I've handled the lens. It seems to work perfectly. It looks like it is brand new except for a small scuff on the mounting plate (not a scratch but a scuff). Given that I don't use this focal length much and given that the lense seems to be in excellent shape, would you pull the trigger (can save myself a couple of hundred $)?

Thanks.....


----------



## neuroanatomist (Nov 9, 2012)

Sure, if I was looking at a 17-40mm, I'd have no problem with the used lens as described. FWIW, I personally won't pay more than 70% of the current new lens price for a used lens.


----------



## Krob78 (Nov 9, 2012)

Agreed, if I was looking for that particular lens. After testing on my camera, I'd pull the trigger if it worked as expected and I was saving a decent amount of money. As Neuro said, it would need to be pretty a good savings... Good luck!


----------



## symmar22 (Nov 9, 2012)

If you are looking for something wider than 24mm for a good price, you cannot go wrong with the 17-40mm. If it's minty as you say and the price is right, I wouldn't hesitate to much. $200 saved is something, and a scratch on the bayonet mount is a non issue. As far as the rubber lip is around the bayonet is not cut (it could compromise the weather resistance), I would just take it. 

If you doubt, maybe can you have a short test to check for any major optical flaw.

The 17-40mm is the only possible choice with Canon for a super wide-angle at a decent price. The only other options would be the 16-35mm, the 14mm, or the 17mm TS-E ($1500 to $2500).

I've bought dozens of second hand lenses since 20 years, and had only one bad surprise ( I bought a lemon 18mm 3.5 AIS Nikkor).

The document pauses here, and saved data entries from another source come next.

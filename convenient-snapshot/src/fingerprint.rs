//! Fingerprint collections
//!
//! A fingerprint attaches a normalized path and a hash to one snapshotted
//! location. A collection gathers the fingerprints of one input property
//! (keyed by absolute path, in visit order) and collapses them to a single
//! combined hash under the strategy's declared combination rule.

use crate::hash::ContentHash;
use serde::{Deserialize, Serialize};
use sha2::{Digest, Sha256};
use std::path::{Path, PathBuf};

/// Fingerprint of one filesystem location under a normalization strategy
#[derive(Debug, Clone, PartialEq, Eq, Serialize, Deserialize)]
pub struct LocationFingerprint {
    /// Normalized path (absolute, relative, name-only, or an ignored marker)
    pub normalized_path: String,
    /// Content hash, or a marker signature for directories and missing files
    pub hash: ContentHash,
}

/// How a collection's entries combine into one hash
#[derive(Debug, Clone, Copy, PartialEq, Eq, Serialize, Deserialize)]
pub enum HashingStrategy {
    /// Sort entries by normalized path before combining, so filesystem
    /// traversal order can never affect the result
    Sort,
    /// Preserve visit order; only for inputs whose order is itself
    /// meaningful (classpath-style)
    KeepOrder,
}

/// Fingerprints of one file-based input property
///
/// Two collections are comparable only when their strategy identifiers
/// match; the identifier is persisted with the collection so a later run
/// can detect that the strategy changed.
#[derive(Debug, Clone, PartialEq, Eq, Serialize, Deserialize)]
pub struct FingerprintCollection {
    strategy_identifier: String,
    hashing: HashingStrategy,
    entries: Vec<(PathBuf, LocationFingerprint)>,
    combined_hash: ContentHash,
}

impl FingerprintCollection {
    /// Build a collection, computing the combined hash
    pub fn new(
        strategy_identifier: impl Into<String>,
        hashing: HashingStrategy,
        entries: Vec<(PathBuf, LocationFingerprint)>,
    ) -> Self {
        let combined_hash = combine(&entries, hashing);
        Self {
            strategy_identifier: strategy_identifier.into(),
            hashing,
            entries,
            combined_hash,
        }
    }

    /// Stable identifier of the strategy that produced this collection
    pub fn strategy_identifier(&self) -> &str {
        &self.strategy_identifier
    }

    /// Combination rule used for the combined hash
    pub fn hashing(&self) -> HashingStrategy {
        self.hashing
    }

    /// Single hash summarizing the whole collection
    pub fn combined_hash(&self) -> &ContentHash {
        &self.combined_hash
    }

    /// Entries in visit order, keyed by absolute path
    pub fn entries(&self) -> &[(PathBuf, LocationFingerprint)] {
        &self.entries
    }

    /// Look up the fingerprint recorded for an absolute path
    pub fn get(&self, absolute_path: &Path) -> Option<&LocationFingerprint> {
        self.entries
            .iter()
            .find(|(path, _)| path == absolute_path)
            .map(|(_, fingerprint)| fingerprint)
    }

    /// Number of fingerprinted locations
    pub fn len(&self) -> usize {
        self.entries.len()
    }

    /// Whether the property matched no locations at all
    pub fn is_empty(&self) -> bool {
        self.entries.is_empty()
    }
}

fn combine(entries: &[(PathBuf, LocationFingerprint)], hashing: HashingStrategy) -> ContentHash {
    let mut pairs: Vec<(&str, &ContentHash)> = entries
        .iter()
        .map(|(_, fingerprint)| (fingerprint.normalized_path.as_str(), &fingerprint.hash))
        .collect();
    if let HashingStrategy::Sort = hashing {
        pairs.sort_by(|a, b| a.0.cmp(b.0));
    }

    let mut hasher = Sha256::new();
    for (normalized, hash) in pairs {
        hasher.update(normalized.as_bytes());
        hasher.update(b"=");
        hasher.update(hash.as_str().as_bytes());
        hasher.update(b"|");
    }
    ContentHash::from_hex(format!("{:x}", hasher.finalize()))
}

#[cfg(test)]
mod tests {
    use super::*;

    fn entry(absolute: &str, normalized: &str, content: &[u8]) -> (PathBuf, LocationFingerprint) {
        (
            PathBuf::from(absolute),
            LocationFingerprint {
                normalized_path: normalized.to_string(),
                hash: ContentHash::of_bytes(content),
            },
        )
    }

    #[test]
    fn sort_hashing_ignores_visit_order() {
        let forward = FingerprintCollection::new(
            "TEST",
            HashingStrategy::Sort,
            vec![entry("/r/a", "a", b"1"), entry("/r/b", "b", b"2")],
        );
        let reversed = FingerprintCollection::new(
            "TEST",
            HashingStrategy::Sort,
            vec![entry("/r/b", "b", b"2"), entry("/r/a", "a", b"1")],
        );
        assert_eq!(forward.combined_hash(), reversed.combined_hash());
    }

    #[test]
    fn keep_order_hashing_preserves_visit_order() {
        let forward = FingerprintCollection::new(
            "TEST",
            HashingStrategy::KeepOrder,
            vec![entry("/r/a", "a", b"1"), entry("/r/b", "b", b"2")],
        );
        let reversed = FingerprintCollection::new(
            "TEST",
            HashingStrategy::KeepOrder,
            vec![entry("/r/b", "b", b"2"), entry("/r/a", "a", b"1")],
        );
        assert_ne!(forward.combined_hash(), reversed.combined_hash());
    }

    #[test]
    fn sort_hashing_handles_duplicate_normalized_keys() {
        // name-only collections can hold two files sharing a normalized key;
        // combining must stay deterministic without ordering the hashes
        let first = FingerprintCollection::new(
            "TEST",
            HashingStrategy::Sort,
            vec![entry("/r1/a", "a", b"1"), entry("/r2/a", "a", b"2")],
        );
        let second = FingerprintCollection::new(
            "TEST",
            HashingStrategy::Sort,
            vec![entry("/r1/a", "a", b"1"), entry("/r2/a", "a", b"2")],
        );
        assert_eq!(first.combined_hash(), second.combined_hash());
    }

    #[test]
    fn content_change_changes_combined_hash() {
        let before = FingerprintCollection::new(
            "TEST",
            HashingStrategy::Sort,
            vec![entry("/r/a", "a", b"1")],
        );
        let after = FingerprintCollection::new(
            "TEST",
            HashingStrategy::Sort,
            vec![entry("/r/a", "a", b"changed")],
        );
        assert_ne!(before.combined_hash(), after.combined_hash());
    }

    #[test]
    fn lookup_by_absolute_path() {
        let collection = FingerprintCollection::new(
            "TEST",
            HashingStrategy::Sort,
            vec![entry("/r/a", "a", b"1")],
        );
        assert!(collection.get(Path::new("/r/a")).is_some());
        assert!(collection.get(Path::new("/r/b")).is_none());
    }
}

I would just try it, then buy it if the IQ is OK, if you feel you need something else later, just resell it, you won't lose much (if anything). That's the joy of buying second hand, you waste much less money.


----------



## JPAZ (Nov 9, 2012)

Thanks for the feedback. Pretty much what I was thinking. And, if I really want to go wider for fun, maybe I'll also pick up the Samyang 14mm (the Pro-** at Adorama is the cheapest variant). I think the total for that plus this 17-40 would be about the same as the 17-40 new!

Thanks all.


----------



## distant.star (Nov 9, 2012)

.
I looked at all my lenses; none of them have triggers. This may be something the current owner added himself. I'd be careful.


----------



## neuroanatomist (Nov 9, 2012)

distant.star said:


> I looked at all my lenses; none of them have triggers. This may be something the current owner added himself. I'd be careful.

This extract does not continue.